Special Session 10: AI-Driven Curriculum Engineering: Intelligent Design, Learning Analytics, and Educational Quality Assurance


 Description 

Artificial intelligence is transforming education beyond tutoring systems and personalized learning by enabling the systematic design, evaluation, and continuous improvement of curricula and courses. Educational institutions increasingly require evidence-based approaches to ensure that curricula align with learning outcomes, industry needs, accreditation standards, and student success while maintaining high instructional quality.
This special session explores the emerging field of AI-driven curriculum engineering, where artificial intelligence, natural language processing, software engineering, learning analytics, and educational data mining are integrated to model, evaluate, and optimize educational ecosystems. The session welcomes research on intelligent methods for curriculum design, syllabus analysis, course quality evaluation, learning management system (LMS) analytics, competency mapping, instructional effectiveness, and automated educational quality assurance.
The session particularly encourages work that moves beyond traditional performance metrics such as student grades to develop comprehensive frameworks for understanding learning processes.
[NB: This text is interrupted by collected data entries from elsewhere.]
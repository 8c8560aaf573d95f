// ==========================================
// 注入数据稳定性核对 - 报表输出层
// ==========================================
// 职责: 接收合并结果与产品类型顺序,持久化为两列表格
// ==========================================

pub mod csv_report;
pub mod error;

pub use csv_report::{CsvReportWriter, ReportSink, DEFAULT_REPORT_FILE, REPORT_HEADER};
pub use error::{ReportError, ReportResult};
Topics include semantic analysis of syllabi, curriculum alignment, assessment-content mapping, identification of course and curriculum bottlenecks, learning pathway optimization, educational knowledge graphs, explainable educational AI, and data-driven decision support for educators and administrators.
The objective is to bring together researchers, educators, instructional designers, AI scientists, software engineers, and educational technology practitioners to discuss innovative methodologies, intelligent tools, and practical applications that improve educational quality, learner success, and curriculum sustainability.

 Session Topics 

The topics of interest include, but are not limited to:
- AI for Curriculum Engineering
- Course Design and Instructional Quality
- Intelligent syllabus generation and evaluation
- Automated course quality assessment
- Learning Analytics and LMS Intelligence
- Educational Bottleneck Analysis
- Educational Software Engineering
- Assessment and Learning Alignment
- Explainable and Trustworthy Educational AI

 Submission Method 

Submit your Full Paper or your paper abstract-without publication (200-400 words) via Online Submission System, then choose Special Session 10 (AI-Driven Curriculum Engineering: Intelligent Design, Learning Analytics, and Educational Quality Assurance)

 Session Organizers 


Asst. Prof. Md Nour Hossain,
University at Albany, State University of New York, USA
 
Dr. Md Nour Hossain is an Assistant Professor in the Department of Information Sciences and Technology at the University at Albany, State University of New York (SUNY), where he directs the Kernel of Nexus (KofN) AI-Driven Innovation Center. His research focuses on artificial intelligence, educational data mining, learning analytics, natural language processing, software engineering, explainable AI, immersive learning technologies, and AI-driven educational systems. His work emphasizes designing intelligent frameworks that improve curriculum development, course quality, student success, and evidence-based educational decision making. Dr. Hossain has published extensively in AI, educational technology, software engineering, and learning sciences and actively collaborates with academia and industry on advancing trustworthy and impactful AI solutions for education.